There’s an overwhelming youthfulness to the album; it’s a sort of coming of age record which feels like reading 10 years’ worth of the band’s diaries. It’s packed with memories, anecdotes and the sort of confused tales that linger in friendship groups for decades. As Nathan explains in the album’s accompanying press release: “There’s the old cliché that when you’re young you think you’re invincible and that everything will last forever – the album is about looking back and reflecting on past moments in your life, past friendships and relationships, accepting the uncertainty and fragility of those things and moving forward positively.”
But that shouldn’t be confused with nostalgia; it feels urgent and very in the present, despite its lyrics being stuck back by the school lockers. “I would swap my wendy house for your spud gun any day,” reckons bassist and sometimes singer Naomi in Sleeping Beauty, while she goes on to reminisce: “We met when we were seven, now we’re both in year 11/Boring! School is totally boring/ These GCSEs totally get to me, I long for your company” in 1997, Passing In The Hallway.

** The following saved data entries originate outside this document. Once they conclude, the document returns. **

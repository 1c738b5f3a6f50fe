//! Score extraction from reviewer text.
//!
//! Reviewers do not always honor the requested JSON shape, so the score is
//! recovered by an ordered list of matchers. The first matcher that recognizes
//! the text wins. No match yields [`SCORE_FLOOR`] and a logged
//! [`ScoreParseMiss`].
use crate::error::ScoreParseMiss;
use crate::lm::extract_json;
use crate::util::preview;
use regex::Regex;
use serde::{Deserialize, Deserializer};
use serde_json::Value;
use std::sync::LazyLock;

/// Worst-case score used when nothing matches.
pub const SCORE_FLOOR: u32 = 0;

/// One strategy for reading a numeric score out of free text.
pub trait TextScoreMatcher: Send + Sync {
    fn name(&self) -> &'static str;
    fn match_score(&self, text: &str) -> Option<u32>;
}

/// Reads a numeric field from a JSON object embedded in the text.
pub struct JsonFieldMatcher {
    fields: &'static [&'static str],
}

impl TextScoreMatcher for JsonFieldMatcher {
    fn name(&self) -> &'static str {
        "json_field"
    }

    fn match_score(&self, text: &str) -> Option<u32> {
        let value: Value = serde_json::from_str(extract_json(text)).ok()?;
        self.fields
            .iter()
            .find_map(|field| value.get(*field).and_then(score_from_value))
    }
}

/// Captures the score from the first group of a regex.
pub struct RegexScoreMatcher {
    name: &'static str,
    pattern: Regex,
}

impl RegexScoreMatcher {
    pub fn new(name: &'static str, pattern: &str) -> Result<Self, regex::Error> {
        Ok(Self {
            name,
            pattern: Regex::new(pattern)?,
        })
    }
}

impl TextScoreMatcher for RegexScoreMatcher {
    fn name(&self) -> &'static str {
        self.name
    }

    fn match_score(&self, text: &str) -> Option<u32> {
        self.pattern.captures_iter(text).find_map(|caps| {
            let score: u32 = caps.get(1)?.as_str().parse().ok()?;
            // Fractions must not exceed their denominator.
            match caps.get(2).and_then(|d| d.as_str().parse::<u32>().ok()) {
                Some(denominator) if score > denominator => None,
                _ => Some(score),
            }
        })
    }
}

static DEFAULT_MATCHERS: LazyLock<Vec<Box<dyn TextScoreMatcher>>> = LazyLock::new(|| {
    vec![
        Box::new(JsonFieldMatcher {
            fields: &["overall_score", "score", "relevance_score"],
        }),
        Box::new(
            RegexScoreMatcher::new("labelled", r"(?i)\bscore\b\s*\**\s*[:=]\s*\**\s*(\d+)")
                .expect("regex for labelled score"),
        ),
        Box::new(
            RegexScoreMatcher::new("score_is", r"(?i)\bscore\s+(?:is|of)\s*\**\s*(\d+)")
                .expect("regex for 'score is' phrasing"),
        ),
        Box::new(
            RegexScoreMatcher::new("fraction", r"\b(\d+)\s*/\s*(\d+)\b")
                .expect("regex for fractional score"),
        ),
    ]
});

/// Matchers in priority order.
pub fn default_matchers() -> &'static [Box<dyn TextScoreMatcher>] {
    &DEFAULT_MATCHERS
}

pub fn extract_score(
    text: &str,
    matchers: &[Box<dyn TextScoreMatcher>],
) -> Result<u32, ScoreParseMiss> {
    for matcher in matchers {
        if let Some(score) = matcher.match_score(text) {
            tracing::debug!(matcher = matcher.name(), score, "score extracted");
            return Ok(score);
        }
    }
    Err(ScoreParseMiss {
        preview: preview(text, 160),
    })
}

/// Like [`extract_score`], but a miss is logged and scored as the floor.
pub fn extract_score_or_floor(text: &str, matchers: &[Box<dyn TextScoreMatcher>]) -> u32 {
    match extract_score(text, matchers) {
        Ok(score) => score,
        Err(miss) => {
            tracing::warn!(%miss, floor = SCORE_FLOOR, "score parse miss");
            SCORE_FLOOR
        }
    }
}

fn score_from_value(value: &Value) -> Option<u32> {
    match value {
        Value::Number(number) => number
            .as_u64()
            .or_else(|| number.as_f64().filter(|f| *f >= 0.0).map(|f| f as u64))
            .and_then(|n| u32::try_from(n).ok()),
        Value::String(text) => text.trim().parse().ok(),
        _ => None,
    }
}

/// Deserialize a score sent as a number or a numeric string.
pub(crate) fn lenient_score<'de, D>(deserializer: D) -> Result<u32, D::Error>
where
    D: Deserializer<'de>,
{
    let value = Value::deserialize(deserializer)?;
    score_from_value(&value)
        .ok_or_else(|| serde::de::Error::custom(format!("expected a numeric score, got {value}")))
}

Courting Strong’s best moments come courtesy of Bubble In My Bloodstream, a woozy, Weezer-ish track which Naomi’s heavily accented vocals polish to near perfection. Meanwhile, 1967, I Miss You feels like an old classic, all clattering guitars and anthemic sing-alongs.
That’s not to say there’s no darkness lurking behind the chirpy mosh-alongs; Gin And Listerine looks to down beat early ’90s fuzz-pop to inform its tale of a misspent youth spent lurking outside an offie : “Tears and arguments, something to do with a missing bag of diet pills and superglue…”; while Move To Durham And Never Leave is a venomous account of feeling left behind while everyone else moves on and grows up.
Courting Strong is everything both Fortuna POP! fans and those who’ve been keeping an eye on one of its best live bands will have hoped for; it’s weird in all the right places.